**What you will do**: Return all of the entries below exactly as they are given.

Start of Block

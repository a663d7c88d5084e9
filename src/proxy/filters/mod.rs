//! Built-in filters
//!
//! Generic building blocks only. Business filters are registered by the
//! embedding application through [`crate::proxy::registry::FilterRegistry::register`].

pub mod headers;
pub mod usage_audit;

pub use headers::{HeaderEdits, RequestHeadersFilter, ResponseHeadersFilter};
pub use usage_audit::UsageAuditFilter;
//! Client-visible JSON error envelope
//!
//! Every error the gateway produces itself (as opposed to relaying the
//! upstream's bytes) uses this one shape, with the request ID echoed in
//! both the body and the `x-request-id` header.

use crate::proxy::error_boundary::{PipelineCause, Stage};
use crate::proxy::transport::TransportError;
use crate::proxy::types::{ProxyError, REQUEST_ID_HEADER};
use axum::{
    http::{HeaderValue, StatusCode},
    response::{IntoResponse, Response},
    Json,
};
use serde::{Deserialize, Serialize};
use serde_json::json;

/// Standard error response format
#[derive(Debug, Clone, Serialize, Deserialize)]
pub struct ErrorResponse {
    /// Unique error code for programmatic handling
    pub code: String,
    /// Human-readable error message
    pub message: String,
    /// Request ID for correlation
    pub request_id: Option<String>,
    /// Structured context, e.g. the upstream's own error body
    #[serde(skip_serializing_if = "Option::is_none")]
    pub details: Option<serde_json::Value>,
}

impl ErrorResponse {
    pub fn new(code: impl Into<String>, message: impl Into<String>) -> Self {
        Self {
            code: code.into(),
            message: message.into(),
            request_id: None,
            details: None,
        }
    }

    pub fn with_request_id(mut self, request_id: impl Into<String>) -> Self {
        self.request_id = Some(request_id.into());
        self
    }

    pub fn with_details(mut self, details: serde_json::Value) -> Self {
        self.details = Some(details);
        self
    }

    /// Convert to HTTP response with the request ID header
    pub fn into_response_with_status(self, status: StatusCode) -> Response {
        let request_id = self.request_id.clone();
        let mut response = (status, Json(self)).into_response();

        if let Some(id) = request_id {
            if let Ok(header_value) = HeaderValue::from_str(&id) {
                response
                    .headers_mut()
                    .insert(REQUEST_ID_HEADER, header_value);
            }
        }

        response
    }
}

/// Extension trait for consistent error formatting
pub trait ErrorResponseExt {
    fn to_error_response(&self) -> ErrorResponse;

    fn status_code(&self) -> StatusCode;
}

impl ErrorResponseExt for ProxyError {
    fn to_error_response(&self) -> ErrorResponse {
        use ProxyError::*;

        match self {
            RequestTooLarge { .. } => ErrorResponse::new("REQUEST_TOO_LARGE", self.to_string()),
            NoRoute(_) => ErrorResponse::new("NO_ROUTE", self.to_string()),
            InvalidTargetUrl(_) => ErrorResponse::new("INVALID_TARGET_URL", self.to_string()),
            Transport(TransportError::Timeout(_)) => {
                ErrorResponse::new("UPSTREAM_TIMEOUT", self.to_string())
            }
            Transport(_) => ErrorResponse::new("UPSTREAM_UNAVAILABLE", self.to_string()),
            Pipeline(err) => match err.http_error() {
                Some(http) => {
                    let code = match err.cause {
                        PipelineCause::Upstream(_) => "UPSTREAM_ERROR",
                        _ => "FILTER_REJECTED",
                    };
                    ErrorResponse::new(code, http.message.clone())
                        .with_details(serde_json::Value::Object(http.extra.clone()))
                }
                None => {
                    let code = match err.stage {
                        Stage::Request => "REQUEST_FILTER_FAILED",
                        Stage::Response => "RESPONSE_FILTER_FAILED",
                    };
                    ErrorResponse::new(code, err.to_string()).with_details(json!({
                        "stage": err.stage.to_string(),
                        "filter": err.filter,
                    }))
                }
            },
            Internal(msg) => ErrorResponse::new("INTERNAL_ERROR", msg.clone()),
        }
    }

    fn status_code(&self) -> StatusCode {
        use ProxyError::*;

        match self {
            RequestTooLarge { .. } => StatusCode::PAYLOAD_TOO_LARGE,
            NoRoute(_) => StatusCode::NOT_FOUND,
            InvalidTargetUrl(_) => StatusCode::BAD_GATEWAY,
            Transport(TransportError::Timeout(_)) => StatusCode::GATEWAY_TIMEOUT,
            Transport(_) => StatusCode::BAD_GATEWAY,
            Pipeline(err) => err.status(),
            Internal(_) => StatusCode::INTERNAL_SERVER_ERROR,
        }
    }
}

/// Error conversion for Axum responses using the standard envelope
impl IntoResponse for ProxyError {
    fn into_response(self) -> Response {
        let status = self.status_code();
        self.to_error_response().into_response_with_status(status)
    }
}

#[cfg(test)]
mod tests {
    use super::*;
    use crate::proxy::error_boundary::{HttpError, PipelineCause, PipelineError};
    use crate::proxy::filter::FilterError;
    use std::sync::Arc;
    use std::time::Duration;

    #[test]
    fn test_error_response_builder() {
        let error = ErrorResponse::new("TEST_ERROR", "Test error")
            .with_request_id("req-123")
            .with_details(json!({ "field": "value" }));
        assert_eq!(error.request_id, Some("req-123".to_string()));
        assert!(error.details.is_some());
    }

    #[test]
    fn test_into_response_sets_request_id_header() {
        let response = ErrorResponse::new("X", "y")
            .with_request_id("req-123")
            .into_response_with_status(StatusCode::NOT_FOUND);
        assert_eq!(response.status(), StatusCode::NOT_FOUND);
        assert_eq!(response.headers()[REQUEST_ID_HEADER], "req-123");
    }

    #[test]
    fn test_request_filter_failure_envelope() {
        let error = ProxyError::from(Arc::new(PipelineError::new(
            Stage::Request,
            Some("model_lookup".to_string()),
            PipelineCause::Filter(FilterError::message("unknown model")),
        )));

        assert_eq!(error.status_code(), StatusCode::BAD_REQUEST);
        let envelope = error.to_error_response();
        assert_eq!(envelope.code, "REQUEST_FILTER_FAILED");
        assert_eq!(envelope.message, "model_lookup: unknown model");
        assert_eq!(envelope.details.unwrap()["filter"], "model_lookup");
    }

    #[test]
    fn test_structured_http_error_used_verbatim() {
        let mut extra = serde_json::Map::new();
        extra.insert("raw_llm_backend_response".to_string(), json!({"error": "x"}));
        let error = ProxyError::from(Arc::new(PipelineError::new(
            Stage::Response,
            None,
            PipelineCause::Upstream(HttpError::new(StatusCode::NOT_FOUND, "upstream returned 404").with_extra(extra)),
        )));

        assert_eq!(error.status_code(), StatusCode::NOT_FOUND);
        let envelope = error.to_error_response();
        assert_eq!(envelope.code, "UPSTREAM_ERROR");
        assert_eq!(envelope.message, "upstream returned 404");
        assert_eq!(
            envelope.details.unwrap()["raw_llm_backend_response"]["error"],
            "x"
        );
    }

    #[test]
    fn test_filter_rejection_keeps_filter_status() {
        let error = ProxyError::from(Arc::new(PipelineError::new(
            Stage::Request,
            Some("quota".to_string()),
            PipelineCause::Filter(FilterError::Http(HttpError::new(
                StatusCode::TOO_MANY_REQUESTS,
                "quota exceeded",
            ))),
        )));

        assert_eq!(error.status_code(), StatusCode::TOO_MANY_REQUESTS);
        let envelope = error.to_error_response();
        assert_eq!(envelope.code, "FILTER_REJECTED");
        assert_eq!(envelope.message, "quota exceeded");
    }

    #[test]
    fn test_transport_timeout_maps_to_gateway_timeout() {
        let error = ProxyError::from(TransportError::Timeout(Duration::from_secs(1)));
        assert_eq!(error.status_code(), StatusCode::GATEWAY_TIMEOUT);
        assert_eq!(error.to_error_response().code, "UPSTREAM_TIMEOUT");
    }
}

End of Block

**Solution**:
repository a663d7c88d5084e9
filename src/proxy/filters/mod.rs
//! Built-in filters
//!
//! Generic building blocks only. Business filters are registered by the
//! embedding application through [`crate::proxy::registry::FilterRegistry::register`].

pub mod headers;
pub mod usage_audit;

pub use headers::{HeaderEdits, RequestHeadersFilter, ResponseHeadersFilter};
pub use usage_audit::UsageAuditFilter;
//! Client-visible JSON error envelope
//!
//! Every error the gateway produces itself (as opposed to relaying the
//! upstream's bytes) uses this one shape, with the request ID echoed in
//! both the body and the `x-request-id` header.

use crate::proxy::error_boundary::{PipelineCause, Stage};
use crate::proxy::transport::TransportError;
use crate::proxy::types::{ProxyError, REQUEST_ID_HEADER};
use axum::{
    http::{HeaderValue, StatusCode},
    response::{IntoResponse, Response},
    Json,
};
use serde::{Deserialize, Serialize};
use serde_json::json;

/// Standard error response format
#[derive(Debug, Clone, Serialize, Deserialize)]
pub struct ErrorResponse {
    /// Unique error code for programmatic handling
    pub code: String,
    /// Human-readable error message
    pub message: String,
    /// Request ID for correlation
    pub request_id: Option<String>,
    /// Structured context, e.g. the upstream's own error body
    #[serde(skip_serializing_if = "Option::is_none")]
    pub details: Option<serde_json::Value>,
}

impl ErrorResponse {
    pub fn new(code: impl Into<String>, message: impl Into<String>) -> Self {
        Self {
            code: code.into(),
            message: message.into(),
            request_id: None,
            details: None,
        }
    }

    pub fn with_request_id(mut self, request_id: impl Into<String>) -> Self {
        self.request_id = Some(request_id.into());
        self
    }

    pub fn with_details(mut self, details: serde_json::Value) -> Self {
        self.details = Some(details);
        self
    }

    /// Convert to HTTP response with the request ID header
    pub fn into_response_with_status(self, status: StatusCode) -> Response {
        let request_id = self.request_id.clone();
        let mut response = (status, Json(self)).into_response();

        if let Some(id) = request_id {
            if let Ok(header_value) = HeaderValue::from_str(&id) {
                response
                    .headers_mut()
                    .insert(REQUEST_ID_HEADER, header_value);
            }
        }

        response
    }
}

/// Extension trait for consistent error formatting
pub trait ErrorResponseExt {
    fn to_error_response(&self) -> ErrorResponse;

    fn status_code(&self) -> StatusCode;
}

impl ErrorResponseExt for ProxyError {
    fn to_error_response(&self) -> ErrorResponse {
        use ProxyError::*;

        match self {
            RequestTooLarge { .. } => ErrorResponse::new("REQUEST_TOO_LARGE", self.to_string()),
            NoRoute(_) => ErrorResponse::new("NO_ROUTE", self.to_string()),
            InvalidTargetUrl(_) => ErrorResponse::new("INVALID_TARGET_URL", self.to_string()),
            Transport(TransportError::Timeout(_)) => {
                ErrorResponse::new("UPSTREAM_TIMEOUT", self.to_string())
            }
            Transport(_) => ErrorResponse::new("UPSTREAM_UNAVAILABLE", self.to_string()),
            Pipeline(err) => match err.http_error() {
                Some(http) => {
                    let code = match err.cause {
                        PipelineCause::Upstream(_) => "UPSTREAM_ERROR",
                        _ => "FILTER_REJECTED",
                    };
                    ErrorResponse::new(code, http.message.clone())
                        .with_details(serde_json::Value::Object(http.extra.clone()))
                }
                None => {
                    let code = match err.stage {
                        Stage::Request => "REQUEST_FILTER_FAILED",
                        Stage::Response => "RESPONSE_FILTER_FAILED",
                    };
                    ErrorResponse::new(code, err.to_string()).with_details(json!({
                        "stage": err.stage.to_string(),
                        "filter": err.filter,
                    }))
                }
            },
            Internal(msg) => ErrorResponse::new("INTERNAL_ERROR", msg.clone()),
        }
    }

    fn status_code(&self) -> StatusCode {
        use ProxyError::*;

        match self {
            RequestTooLarge { .. } => StatusCode::PAYLOAD_TOO_LARGE,
            NoRoute(_) => StatusCode::NOT_FOUND,
            InvalidTargetUrl(_) => StatusCode::BAD_GATEWAY,
            Transport(TransportError::Timeout(_)) => StatusCode::GATEWAY_TIMEOUT,
            Transport(_) => StatusCode::BAD_GATEWAY,
            Pipeline(err) => err.status(),
            Internal(_) => StatusCode::INTERNAL_SERVER_ERROR,
        }
    }
}

/// Error conversion for Axum responses using the standard envelope
impl IntoResponse for ProxyError {
    fn into_response(self) -> Response {
        let status = self.status_code();
        self.to_error_response().into_response_with_status(status)
    }
}

#[cfg(test)]
mod tests {
    use super::*;
    use crate::proxy::error_boundary::{HttpError, PipelineCause, PipelineError};
    use crate::proxy::filter::FilterError;
    use std::sync::Arc;
    use std::time::Duration;

    #[test]
    fn test_error_response_builder() {
        let error = ErrorResponse::new("TEST_ERROR", "Test error")
            .with_request_id("req-123")
            .with_details(json!({ "field": "value" }));
        assert_eq!(error.request_id, Some("req-123".to_string()));
        assert!(error.details.is_some());
    }

    #[test]
    fn test_into_response_sets_request_id_header() {
        let response = ErrorResponse::new("X", "y")
            .with_request_id("req-123")
            .into_response_with_status(StatusCode::NOT_FOUND);
        assert_eq!(response.status(), StatusCode::NOT_FOUND);
        assert_eq!(response.headers()[REQUEST_ID_HEADER], "req-123");
    }

    #[test]
    fn test_request_filter_failure_envelope() {
        let error = ProxyError::from(Arc::new(PipelineError::new(
            Stage::Request,
            Some("model_lookup".to_string()),
            PipelineCause::Filter(FilterError::message("unknown model")),
        )));

        assert_eq!(error.status_code(), StatusCode::BAD_REQUEST);
        let envelope = error.to_error_response();
        assert_eq!(envelope.code, "REQUEST_FILTER_FAILED");
        assert_eq!(envelope.message, "model_lookup: unknown model");
        assert_eq!(envelope.details.unwrap()["filter"], "model_lookup");
    }

    #[test]
    fn test_structured_http_error_used_verbatim() {
        let mut extra = serde_json::Map::new();
        extra.insert("raw_llm_backend_response".to_string(), json!({"error": "x"}));
        let error = ProxyError::from(Arc::new(PipelineError::new(
            Stage::Response,
            None,
            PipelineCause::Upstream(HttpError::new(StatusCode::NOT_FOUND, "upstream returned 404").with_extra(extra)),
        )));

        assert_eq!(error.status_code(), StatusCode::NOT_FOUND);
        let envelope = error.to_error_response();
        assert_eq!(envelope.code, "UPSTREAM_ERROR");
        assert_eq!(envelope.message, "upstream returned 404");
        assert_eq!(
            envelope.details.unwrap()["raw_llm_backend_response"]["error"],
            "x"
        );
    }

    #[test]
    fn test_filter_rejection_keeps_filter_status() {
        let error = ProxyError::from(Arc::new(PipelineError::new(
            Stage::Request,
            Some("quota".to_string()),
            PipelineCause::Filter(FilterError::Http(HttpError::new(
                StatusCode::TOO_MANY_REQUESTS,
                "quota exceeded",
            ))),
        )));

        assert_eq!(error.status_code(), StatusCode::TOO_MANY_REQUESTS);
        let envelope = error.to_error_response();
        assert_eq!(envelope.code, "FILTER_REJECTED");
        assert_eq!(envelope.message, "quota exceeded");
    }

    #[test]
    fn test_transport_timeout_maps_to_gateway_timeout() {
        let error = ProxyError::from(TransportError::Timeout(Duration::from_secs(1)));
        assert_eq!(error.status_code(), StatusCode::GATEWAY_TIMEOUT);
        assert_eq!(error.to_error_response().code, "UPSTREAM_TIMEOUT");
    }
}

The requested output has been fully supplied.